How did soft drinks come about?

Inspiration came from naturally carbonated mineral waters. In the fourth century BC, the Greek Hippocrates, considered the father of medicine, already recommended bathing in sources of this type, but, it seems, it never occurred to him to prescribe the liquid to drink. Carbonated water only started to become a popular drink around 1500, when the Belgian town of Spa gained fame for its natural springs and began to export bottles of its water to London and other capitals. It was so successful that, between the 17th and 18th centuries, several European chemists began to make attempts to recreate the product artificially. The most important step was to adopt a pump to help fix the gas in the water, a discovery credited to independent studies by the Englishman Joseph Priestley and the Frenchman Antoine Lavoisier, between 1772 and 1773. Based on this system, the pharmacist Thomas Henry became the first to produce industrially carbonated water in 1782.

A few decades later, the idea of ​​adding flavors to the product arose: ginger would have been the first, around 1820, followed by lemon, in the 1830s. This process became easier with a new technology, patented in 1819 in the United States : the soda fountain (or “soda fountain”, as soda water came to be called), a pump installed on pharmacy counters so that the liquid can be carbonated on the spot, adding different flavors to the customer’s taste. The first soft drinks in history continued, therefore, to be marketed as medicinal products – and it was also an American pharmacist, John Pemberton, who created the most famous of them, Coca-Cola, in 1886.
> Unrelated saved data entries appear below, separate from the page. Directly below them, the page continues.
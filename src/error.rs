use log::warn;
use thiserror::Error;

/// Failures of the symbolic engine or of model construction.
///
/// These abort a whole checking run.
#[derive(Debug, Error, Clone, PartialEq, Eq)]
pub enum EngineError {
    #[error("unknown variable `{0}`")]
    UnknownVariable(String),

    #[error("variable `{0}` is declared twice")]
    DuplicateVariable(String),

    #[error("variable `{name}` has an empty domain {lo}..={hi}")]
    EmptyDomain { name: String, lo: i64, hi: i64 },

    #[error("domain of `{name}` needs {bits} bits, at most {max} are supported")]
    DomainTooWide { name: String, bits: usize, max: usize },

    #[error("value {value} is outside the domain of `{name}`")]
    OutOfDomain { name: String, value: i64 },

    #[error("`{0}` is not a boolean variable")]
    NotBoolean(String),

    #[error("`{0}` is a boolean variable and cannot be compared as an integer")]
    NotInteger(String),

    #[error("input variable `{0}` cannot appear in a state predicate")]
    InputInStatePredicate(String),

    #[error("temporal operator in `{0}` cannot be evaluated as a state predicate")]
    TemporalOperator(String),

    #[error("engine failure: {0}")]
    Other(String),
}

/// A fixpoint invariant that holds by construction was observed broken.
///
/// This points at a defect in the engine or in the algorithms, never at the
/// property being checked.
#[derive(Debug, Error, Clone, PartialEq, Eq)]
pub enum Inconsistency {
    #[error("state in EG has no successor inside EG")]
    EmptyEgSuccessor,

    #[error("no knot found after {attempts} attempts")]
    KnotNotFound { attempts: usize },

    #[error("witness cycle does not close back on its first state")]
    BrokenCycle,

    #[error("tried to pick a state from an empty set")]
    EmptyPick,

    #[error("witness state lies outside every reachability layer")]
    UnreachableState,
}

impl Inconsistency {
    /// Log and convert into a [`CheckError`].
    pub(crate) fn report(self) -> CheckError {
        warn!("{}", self);
        self.into()
    }
}

#[derive(Debug, Error, Clone, PartialEq, Eq)]
pub enum CheckError {
    #[error(transparent)]
    Engine(#[from] EngineError),

    #[error("internal inconsistency: {0}")]
    Inconsistency(#[from] Inconsistency),
}

pub type Result<T, E = CheckError> = std::result::Result<T, E>;
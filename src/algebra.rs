//! The state-set algebra every checker runs against.
//!
//! The checking algorithms never look inside a set: they only combine sets,
//! apply the transition relation forwards and backwards, and extract single
//! states for witnesses. [`TransitionSystem`](crate::transition::TransitionSystem)
//! is the BDD-backed implementation shipped with the crate.

use std::fmt::Debug;

use crate::error::EngineError;
use crate::formula::Formula;
use crate::trace::Valuation;

pub trait SymbolicEngine {
    /// Immutable symbolic set of states.
    type Set: Clone + PartialEq + Debug;
    /// One concrete state.
    type State: Clone + PartialEq + Debug;
    /// One concrete assignment of the input variables.
    type Input: Clone + Debug;

    fn initial_states(&self) -> Self::Set;

    /// Successors of `states`, over all inputs.
    fn post(&self, states: &Self::Set) -> Self::Set;

    /// Predecessors of `states`, over all inputs.
    fn pre(&self, states: &Self::Set) -> Self::Set;

    /// Predecessors through transitions whose target lies in `states ∩ guard`.
    fn pre_filtered(&self, states: &Self::Set, guard: &Self::Set) -> Self::Set {
        self.pre(&self.intersect(states, guard))
    }

    fn empty(&self) -> Self::Set;
    fn union(&self, a: &Self::Set, b: &Self::Set) -> Self::Set;
    fn intersect(&self, a: &Self::Set, b: &Self::Set) -> Self::Set;
    /// Complement relative to the universe of valid states.
    fn complement(&self, a: &Self::Set) -> Self::Set;
    fn is_empty(&self, a: &Self::Set) -> bool;

    fn difference(&self, a: &Self::Set, b: &Self::Set) -> Self::Set {
        self.intersect(a, &self.complement(b))
    }

    /// `a ⊆ b`
    fn entails(&self, a: &Self::Set, b: &Self::Set) -> bool {
        self.is_empty(&self.difference(a, b))
    }

    fn intersects(&self, a: &Self::Set, b: &Self::Set) -> bool {
        !self.is_empty(&self.intersect(a, b))
    }

    /// Deterministically extract one state, or `None` for the empty set.
    fn pick_one_state(&self, states: &Self::Set) -> Option<Self::State>;

    /// The singleton set `{state}`.
    fn state_set(&self, state: &Self::State) -> Self::Set;

    fn has_inputs(&self) -> bool;

    /// An input that drives `from` to `to` in one step, if there is one.
    fn pick_one_input_between(&self, from: &Self::State, to: &Self::State) -> Option<Self::Input>;

    fn state_values(&self, state: &Self::State) -> Valuation;

    fn input_values(&self, input: &Self::Input) -> Valuation;

    /// The set of states where a temporal-free formula holds.
    fn eval_propositional(&self, formula: &Formula) -> Result<Self::Set, EngineError>;

    /// Number of states in a set, when the engine can tell.
    fn count_states(&self, _states: &Self::Set) -> Option<u64> {
        None
    }

    /// Size of the symbolic representation of a set, for progress logs.
    fn node_count(&self, _states: &Self::Set) -> Option<u64> {
        None
    }
}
At the beginning of the 20th century, soda fountains began to migrate to snack bars and ice cream parlors – but their days were numbered with the emergence of new technologies that made it possible to produce glass bottles on an industrial scale and the cap in the shape of a crown, which prevented the gas from escaping. escape. Only then could people finally take home their favorite sodas.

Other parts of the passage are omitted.